Source records: Begin

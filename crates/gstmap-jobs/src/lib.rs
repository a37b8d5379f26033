//! Background job manager and processing engines.
//!
//! Submissions return immediately with a job id; a spawned worker claims
//! one of a fixed number of slots, opens its own store handle and portal
//! session, and processes records with bounded retries, durable per-row
//! writes, and cooperative cancellation. Callers observe jobs only through
//! status polls.

#![warn(missing_docs)]
#![warn(clippy::all)]
#![warn(clippy::pedantic)]
#![allow(clippy::module_name_repetitions)]
#![allow(clippy::missing_errors_doc)]
#![allow(clippy::missing_panics_doc)]

pub mod enrichment;
pub mod error;
pub mod extraction;
pub mod job;
pub mod manager;
pub mod progress;
pub mod registry;
pub mod retry;

#[cfg(test)]
mod testing;

pub use enrichment::{EnrichmentInput, EnrichmentRun};
pub use error::{EngineError, JobError, Result};
pub use extraction::ExtractionRun;
pub use job::{JobKind, JobParameters, JobSnapshot, JobStatus};
pub use manager::JobManager;
pub use progress::{Progress, ProgressSnapshot};
pub use registry::JobRegistry;
pub use retry::{DelayRange, RetryPolicy};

Source records: End

▶ Task item:
Go through the material line by line. Show each line that contains the string "clippy".

▶ Answer to the problem:
#![warn(clippy::all)]
#![warn(clippy::pedantic)]
#![allow(clippy::module_name_repetitions)]
#![allow(clippy::missing_errors_doc)]
#![allow(clippy::missing_panics_doc)]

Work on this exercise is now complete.